Koma.id– Pakar terorisme dari NII Crisis Center, Ken Setiawan, memperingatkan adanya pergeseran taktik signifikan dalam jaringan terorisme di Indonesia. Meski organisasi besar seperti Jamaah Islamiyah (JI) telah membubarkan diri, ancaman baru muncul melalui penguasaan teknologi drone dan metode penyusupan yang lebih terselubung.
Ken mengungkapkan, jaringan teror kini aktif merekrut dan memanfaatkan individu dari beragam latar belakang, termasuk lulusan perguruan tinggi seperti hukum, kedokteran, dan agama, yang beralih menjadi operator drone profesional dengan peralatan mahal.
“Hal ini patut diwaspadai sebagai upaya penguasaan teknologi untuk kepentingan jaringan,” ungkap Ken Setiawan.
Selain itu, rekrutmen juga menyasar kalangan muda. Data dari Densus 88 Anti Teror Polri menunjukkan 110 pelajar, termasuk tingkat SMP, terlibat dalam kasus terorisme. Ken menambahkan, jaringan ini juga melakukan infiltrasi melalui pemberdayaan ekonomi, seperti mendirikan pabrik roti premium untuk menyasar kalangan menengah atas.
Menurutnya, penggunaan drone komersial yang dimodifikasi menjadi ancaman keamanan serius. Alat ini berpotensi digunakan untuk pengintaian, propaganda, hingga serangan langsung dengan menjatuhkan bahan peledak atau mengacaukan sistem pertahanan.

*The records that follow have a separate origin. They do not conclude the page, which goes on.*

//! Email and link extraction from provider result pages.
//!
//! Extraction is two-tiered. Result containers are scanned first so an email
//! can be paired with the link of the result it came from. When no container
//! yields an email, the whole document's visible text is scanned and the
//! link is left empty.

mod text;

use std::collections::HashMap;
use std::fs;
use std::path::{Path, PathBuf};

use log::debug;
use once_cell::sync::Lazy;
use regex::Regex;
use scraper::{ElementRef, Html, Selector};
use serde::{Deserialize, Serialize};

use crate::error::{Result, SifterError};
use crate::provider::{ProviderRegistry, ResultRule};

pub use text::visible_text;

/// Containers examined per page, in document order.
pub const MAX_RESULT_CONTAINERS: usize = 5;

/// Default location of the debug dump.
pub const DEFAULT_DEBUG_DUMP: &str = "search_result_debug.html";

static EMAIL_PATTERN: Lazy<Regex> = Lazy::new(|| {
    Regex::new(r"[A-Za-z0-9._%+-]+@[A-Za-z0-9.-]+\.[A-Za-z]{2,}").expect("valid email pattern")
});

/// First email-looking substring of `text`.
pub fn find_email(text: &str) -> Option<&str> {
    EMAIL_PATTERN.find(text).map(|m| m.as_str())
}

/// Email and source link found on one result page. Either may be empty.
#[derive(Debug, Clone, Default, PartialEq, Eq, Serialize, Deserialize)]
pub struct ExtractionResult {
    pub email: String,
    pub source_link: String,
}

impl ExtractionResult {
    pub fn new(email: impl Into<String>, source_link: impl Into<String>) -> Self {
        Self {
            email: email.into(),
            source_link: source_link.into(),
        }
    }

    pub fn has_email(&self) -> bool {
        !self.email.is_empty()
    }
}

struct CompiledRule {
    container: Selector,
    link: Selector,
}

impl CompiledRule {
    fn compile(rule: &ResultRule) -> Result<Self> {
        let parse = |css: &str| {
            Selector::parse(css)
                .map_err(|e| SifterError::Config(format!("Invalid selector '{}': {}", css, e)))
        };
        Ok(Self {
            container: parse(rule.container)?,
            link: parse(rule.link)?,
        })
    }
}

/// Pulls an (email, link) pair out of a provider's result page.
pub struct Extractor {
    rules: HashMap<String, CompiledRule>,
    debug_dump: Option<PathBuf>,
}

impl Extractor {
    /// Compile the result rules of every provider in the registry.
    pub fn new(registry: &ProviderRegistry) -> Result<Self> {
        let rules = registry
            .iter()
            .map(|spec| Ok((spec.id.to_string(), CompiledRule::compile(&spec.rule)?)))
            .collect::<Result<HashMap<_, _>>>()?;

        Ok(Self {
            rules,
            debug_dump: None,
        })
    }

    /// Overwrite `path` with every body passed to [`Extractor::extract`].
    pub fn with_debug_dump(mut self, path: impl Into<PathBuf>) -> Self {
        self.debug_dump = Some(path.into());
        self
    }

    pub fn debug_dump(&self) -> Option<&Path> {
        self.debug_dump.as_deref()
    }

    /// Extract the best (email, link) pair from `body`.
    ///
    /// Unknown provider ids have no containers and go straight to the
    /// whole-document scan.
    pub fn extract(&self, body: &str, provider_id: &str) -> ExtractionResult {
        if body.is_empty() {
            return ExtractionResult::default();
        }
        self.dump(body);

        let document = Html::parse_document(body);

        if let Some(rule) = self.rules.get(provider_id) {
            let containers = document.select(&rule.container).take(MAX_RESULT_CONTAINERS);
            for (position, container) in containers.enumerate() {
                if let Some(email) = find_email(&visible_text(container)) {
                    let link = primary_link(container, &rule.link);
                    debug!(
                        "{}: email in result container {} (link: {})",
                        provider_id,
                        position + 1,
                        if link.is_empty() { "none" } else { &link }
                    );
                    return ExtractionResult::new(email, link);
                }
            }
        } else {
            debug!("{}: no result rule, scanning whole page", provider_id);
        }

        let page_text = visible_text(document.root_element());
        match find_email(&page_text) {
            Some(email) => {
                debug!("{}: email found outside result containers", provider_id);
                ExtractionResult::new(email, "")
            }
            None => ExtractionResult::default(),
        }
    }

    fn dump(&self, body: &str) {
        if let Some(path) = &self.debug_dump {
            if let Err(e) = fs::write(path, body) {
                debug!("Could not write debug dump {}: {}", path.display(), e);
            }
        }
    }
}

fn primary_link(container: ElementRef<'_>, link: &Selector) -> String {
    container
        .select(link)
        .next()
        .and_then(|a| a.value().attr("href"))
        .unwrap_or_default()
        .to_string()
}

#[cfg(test)]
mod tests {
    use super::*;

    fn extractor() -> Extractor {
        Extractor::new(ProviderRegistry::builtin()).unwrap()
    }

    fn ddg_result(text: &str, href: &str) -> String {
        format!(
            r#"<div class="result results_links"><h2><a class="result__a" href="{href}">Title</a></h2>
               <a class="result__snippet" href="/other">{text}</a></div>"#
        )
    }

    #[test]
    fn test_find_email_pattern() {
        assert_eq!(
            find_email("mail jane.doe+re@homes.example.com now"),
            Some("jane.doe+re@homes.example.com")
        );
        assert_eq!(find_email("jane@example"), None);
        assert_eq!(find_email("jane.example.com"), None);
        assert_eq!(find_email("@example.com"), None);
        assert_eq!(find_email("jane@example.c"), None);
    }

    #[test]
    fn test_container_match_pairs_link() {
        let body = format!(
            "<html><body>{}{}</body></html>",
            ddg_result("Nothing here", "https://a.example"),
            ddg_result("Contact jane@realty.com today", "https://b.example"),
        );
        let result = extractor().extract(&body, "duckduckgo");
        assert_eq!(result, ExtractionResult::new("jane@realty.com", "https://b.example"));
    }

    #[test]
    fn test_bold_query_terms_inside_email() {
        let bing = r#"<ol><li class="b_algo"><h2><a href="https://bing.example/jane">Jane</a></h2>
                      <p>Contact <strong>jane</strong>@realty.com</p></li></ol>"#;
        assert_eq!(
            extractor().extract(bing, "bing"),
            ExtractionResult::new("jane@realty.com", "https://bing.example/jane")
        );

        let ddg = ddg_result("Write jdoe@<b>kw</b>.com", "https://kw.example");
        assert_eq!(
            extractor().extract(&ddg, "duckduckgo"),
            ExtractionResult::new("jdoe@kw.com", "https://kw.example")
        );
    }

    #[test]
    fn test_page_fallback_joins_inline_markup() {
        let body = r#"<html><body><p>Reach <em>sales</em>@broker.net</p></body></html>"#;
        assert_eq!(
            extractor().extract(body, "yahoo"),
            ExtractionResult::new("sales@broker.net", "")
        );
    }

    #[test]
    fn test_only_first_five_containers_are_scanned() {
        let mut results = String::new();
        for i in 0..5 {
            results.push_str(&ddg_result("no email", &format!("https://{}.example", i)));
        }
        results.push_str(&ddg_result("late@realty.com", "https://late.example"));
        let body = format!("<html><body>{}</body></html>", results);

        // Found by the page-wide scan, so no link.
        let result = extractor().extract(&body, "duckduckgo");
        assert_eq!(result, ExtractionResult::new("late@realty.com", ""));
    }

    #[test]
    fn test_page_fallback_has_empty_link() {
        let body = r#"<html><body><div class="ad">Call or write ads@broker.net</div></body></html>"#;
        let result = extractor().extract(body, "bing");
        assert_eq!(result, ExtractionResult::new("ads@broker.net", ""));
    }

    #[test]
    fn test_bing_link_rule() {
        let body = r#"<ol><li class="b_algo"><h2><a href="https://bing.example/r">Jane</a></h2>
                      <p>jane@doe.org</p></li></ol>"#;
        let result = extractor().extract(body, "bing");
        assert_eq!(result, ExtractionResult::new("jane@doe.org", "https://bing.example/r"));
    }

    #[test]
    fn test_container_without_link() {
        let body = r#"<div class="Sr"><span>jane@doe.org</span></div>"#;
        let result = extractor().extract(body, "yahoo");
        assert_eq!(result, ExtractionResult::new("jane@doe.org", ""));
    }

    #[test]
    fn test_no_email_anywhere() {
        let body = "<html><body><div class=\"result\">No contact info</div></body></html>";
        assert_eq!(extractor().extract(body, "searx"), ExtractionResult::default());
        assert_eq!(extractor().extract("", "searx"), ExtractionResult::default());
    }

    #[test]
    fn test_script_text_is_ignored() {
        let body = r#"<html><head><script>var x = "tracker@ads.com";</script></head>
                      <body><p>nothing</p></body></html>"#;
        assert_eq!(extractor().extract(body, "bing"), ExtractionResult::default());
    }

    #[test]
    fn test_unknown_provider_scans_page() {
        let body = r#"<div class="result">jane@doe.org <a href="/x">x</a></div>"#;
        let result = extractor().extract(body, "altavista");
        assert_eq!(result, ExtractionResult::new("jane@doe.org", ""));
    }

    #[test]
    fn test_debug_dump_written() {
        let dir = tempfile::tempdir().unwrap();
        let path = dir.path().join("debug.html");
        let extractor = extractor().with_debug_dump(&path);

        extractor.extract("<p>first</p>", "bing");
        extractor.extract("<p>second</p>", "bing");

        assert_eq!(std::fs::read_to_string(&path).unwrap(), "<p>second</p>");
    }
}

“Drone bisa digunakan untuk menjatuhkan bom kecil atau bahan peledak, melakukan pengintaian target, bahkan mengacaukan sistem pertahanan melalui serangan drone secara massal,” ujarnya.
Ken menilai, meski tren aksi teror fisik menurun, radikalisme justru meningkat. Ia menduga hal ini terkait minimnya anggaran dan perhatian terhadap program pencegahan. Ia menegaskan jaringan teror telah mulai menguasai teknologi drone, sehingga berpotensi mengancam keamanan nasional.
Sebagai solusi, Ken mengusulkan pemasangan sistem anti-drone di objek vital strategis, pengetatan regulasi penggunaan drone, serta peningkatan kapasitas intelijen siber untuk deteksi dini aktivitas mencurigakan.
“Ancaman ini nyata dan terus berkembang. Dibutuhkan respons cepat dan kolaborasi antara aparat keamanan dan masyarakat untuk mencegah penyalahgunaan teknologi drone oleh jaringan terorisme,” pungkas Ken.